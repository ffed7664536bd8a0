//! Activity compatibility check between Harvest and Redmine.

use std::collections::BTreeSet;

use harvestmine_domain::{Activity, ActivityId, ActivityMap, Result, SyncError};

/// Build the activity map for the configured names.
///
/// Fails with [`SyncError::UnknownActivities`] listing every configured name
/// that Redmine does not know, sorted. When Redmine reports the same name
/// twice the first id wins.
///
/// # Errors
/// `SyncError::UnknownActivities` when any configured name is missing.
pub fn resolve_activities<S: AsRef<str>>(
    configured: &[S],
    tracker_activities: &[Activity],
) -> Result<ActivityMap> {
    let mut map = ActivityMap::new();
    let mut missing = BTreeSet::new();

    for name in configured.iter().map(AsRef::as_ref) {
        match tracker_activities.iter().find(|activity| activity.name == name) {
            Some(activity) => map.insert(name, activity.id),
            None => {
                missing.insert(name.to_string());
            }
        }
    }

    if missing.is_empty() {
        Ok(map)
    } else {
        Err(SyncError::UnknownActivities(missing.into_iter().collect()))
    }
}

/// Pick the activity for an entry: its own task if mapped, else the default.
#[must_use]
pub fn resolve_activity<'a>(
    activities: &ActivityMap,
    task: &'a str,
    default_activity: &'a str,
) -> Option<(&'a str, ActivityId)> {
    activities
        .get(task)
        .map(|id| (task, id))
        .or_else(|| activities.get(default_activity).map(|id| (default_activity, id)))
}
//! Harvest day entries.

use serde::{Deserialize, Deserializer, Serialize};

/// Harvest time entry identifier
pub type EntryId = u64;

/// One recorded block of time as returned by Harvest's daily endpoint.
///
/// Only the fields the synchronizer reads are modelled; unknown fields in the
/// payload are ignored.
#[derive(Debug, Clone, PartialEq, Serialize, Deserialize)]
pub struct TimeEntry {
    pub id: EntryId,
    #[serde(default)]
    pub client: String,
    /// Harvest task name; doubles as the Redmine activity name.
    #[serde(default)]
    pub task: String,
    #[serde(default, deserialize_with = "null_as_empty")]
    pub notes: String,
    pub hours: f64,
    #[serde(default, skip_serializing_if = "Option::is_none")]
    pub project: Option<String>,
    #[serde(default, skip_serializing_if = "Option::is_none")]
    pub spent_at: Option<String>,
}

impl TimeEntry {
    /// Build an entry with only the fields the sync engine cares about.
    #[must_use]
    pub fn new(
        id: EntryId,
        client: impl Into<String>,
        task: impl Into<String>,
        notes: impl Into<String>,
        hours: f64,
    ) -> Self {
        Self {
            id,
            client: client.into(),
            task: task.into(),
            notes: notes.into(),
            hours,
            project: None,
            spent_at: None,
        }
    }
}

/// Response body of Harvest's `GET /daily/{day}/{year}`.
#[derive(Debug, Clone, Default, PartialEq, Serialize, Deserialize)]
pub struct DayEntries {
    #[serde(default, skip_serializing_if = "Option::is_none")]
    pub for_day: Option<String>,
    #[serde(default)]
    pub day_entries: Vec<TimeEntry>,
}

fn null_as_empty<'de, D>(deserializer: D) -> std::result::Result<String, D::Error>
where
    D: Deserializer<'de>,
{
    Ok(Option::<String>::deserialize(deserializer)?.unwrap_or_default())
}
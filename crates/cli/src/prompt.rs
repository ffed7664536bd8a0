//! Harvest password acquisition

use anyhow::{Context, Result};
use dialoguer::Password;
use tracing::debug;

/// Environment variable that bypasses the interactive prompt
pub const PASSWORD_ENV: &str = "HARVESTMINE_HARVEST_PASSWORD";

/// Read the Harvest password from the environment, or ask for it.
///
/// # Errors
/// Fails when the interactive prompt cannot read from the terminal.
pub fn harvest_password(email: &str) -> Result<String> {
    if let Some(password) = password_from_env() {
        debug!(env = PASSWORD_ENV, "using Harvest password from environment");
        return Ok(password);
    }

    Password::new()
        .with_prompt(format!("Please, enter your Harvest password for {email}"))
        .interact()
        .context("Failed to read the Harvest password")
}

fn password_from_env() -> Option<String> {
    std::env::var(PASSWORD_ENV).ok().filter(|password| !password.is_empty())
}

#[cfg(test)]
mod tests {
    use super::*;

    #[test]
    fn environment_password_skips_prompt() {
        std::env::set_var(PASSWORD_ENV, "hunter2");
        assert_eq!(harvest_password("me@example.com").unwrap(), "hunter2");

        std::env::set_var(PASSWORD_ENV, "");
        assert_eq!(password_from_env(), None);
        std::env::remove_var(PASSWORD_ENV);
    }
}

== == ==

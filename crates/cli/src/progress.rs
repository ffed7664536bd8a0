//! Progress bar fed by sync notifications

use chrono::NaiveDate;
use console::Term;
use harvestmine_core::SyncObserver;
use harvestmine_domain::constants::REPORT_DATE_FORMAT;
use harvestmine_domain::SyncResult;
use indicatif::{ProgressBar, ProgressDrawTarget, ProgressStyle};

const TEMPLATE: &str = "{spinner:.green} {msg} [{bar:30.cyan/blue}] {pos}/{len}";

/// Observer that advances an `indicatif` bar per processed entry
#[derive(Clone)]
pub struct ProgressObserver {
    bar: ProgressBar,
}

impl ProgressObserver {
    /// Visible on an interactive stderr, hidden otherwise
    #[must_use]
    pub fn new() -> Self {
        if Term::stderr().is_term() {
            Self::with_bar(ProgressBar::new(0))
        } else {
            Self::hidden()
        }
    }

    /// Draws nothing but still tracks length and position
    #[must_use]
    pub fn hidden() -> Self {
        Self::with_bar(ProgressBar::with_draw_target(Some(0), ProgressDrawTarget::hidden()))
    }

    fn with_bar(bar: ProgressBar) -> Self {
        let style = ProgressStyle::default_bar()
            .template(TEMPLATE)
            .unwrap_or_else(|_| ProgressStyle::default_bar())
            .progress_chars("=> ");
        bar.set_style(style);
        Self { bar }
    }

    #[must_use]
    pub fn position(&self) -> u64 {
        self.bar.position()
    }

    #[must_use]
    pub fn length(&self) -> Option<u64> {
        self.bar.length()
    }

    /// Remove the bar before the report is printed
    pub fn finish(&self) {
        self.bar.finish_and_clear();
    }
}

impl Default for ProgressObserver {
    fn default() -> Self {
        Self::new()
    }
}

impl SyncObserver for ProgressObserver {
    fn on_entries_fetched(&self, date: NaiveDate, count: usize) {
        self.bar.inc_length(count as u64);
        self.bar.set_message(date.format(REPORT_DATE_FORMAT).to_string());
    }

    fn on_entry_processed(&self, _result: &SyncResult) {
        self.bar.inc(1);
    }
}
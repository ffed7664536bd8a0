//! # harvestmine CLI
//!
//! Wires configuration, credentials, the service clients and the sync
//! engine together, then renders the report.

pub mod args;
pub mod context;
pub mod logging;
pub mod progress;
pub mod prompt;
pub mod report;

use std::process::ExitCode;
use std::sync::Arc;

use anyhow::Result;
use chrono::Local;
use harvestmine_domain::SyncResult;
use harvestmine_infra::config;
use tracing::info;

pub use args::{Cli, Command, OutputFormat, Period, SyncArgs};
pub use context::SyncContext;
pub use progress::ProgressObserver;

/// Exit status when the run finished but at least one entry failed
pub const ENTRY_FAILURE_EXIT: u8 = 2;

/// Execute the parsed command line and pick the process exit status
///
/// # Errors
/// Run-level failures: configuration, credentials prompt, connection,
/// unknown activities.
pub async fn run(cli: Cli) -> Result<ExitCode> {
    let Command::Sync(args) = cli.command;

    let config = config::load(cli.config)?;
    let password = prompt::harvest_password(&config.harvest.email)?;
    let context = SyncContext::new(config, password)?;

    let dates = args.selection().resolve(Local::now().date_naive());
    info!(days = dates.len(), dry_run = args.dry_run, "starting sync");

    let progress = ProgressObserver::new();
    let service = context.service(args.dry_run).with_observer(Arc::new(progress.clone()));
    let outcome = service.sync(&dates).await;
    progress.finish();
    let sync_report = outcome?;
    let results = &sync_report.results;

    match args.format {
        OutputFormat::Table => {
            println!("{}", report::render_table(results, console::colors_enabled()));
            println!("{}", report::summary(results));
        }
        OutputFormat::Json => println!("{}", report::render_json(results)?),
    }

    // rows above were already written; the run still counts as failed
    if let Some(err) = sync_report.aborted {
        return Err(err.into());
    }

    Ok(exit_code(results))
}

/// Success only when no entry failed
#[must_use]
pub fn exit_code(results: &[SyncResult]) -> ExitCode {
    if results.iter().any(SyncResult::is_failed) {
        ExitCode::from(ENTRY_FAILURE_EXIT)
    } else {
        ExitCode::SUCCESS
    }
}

== == ==

Every line of the material that includes the word "stderr" needs to be copied.

    /// Visible on an interactive stderr, hidden otherwise
        if Term::stderr().is_term() {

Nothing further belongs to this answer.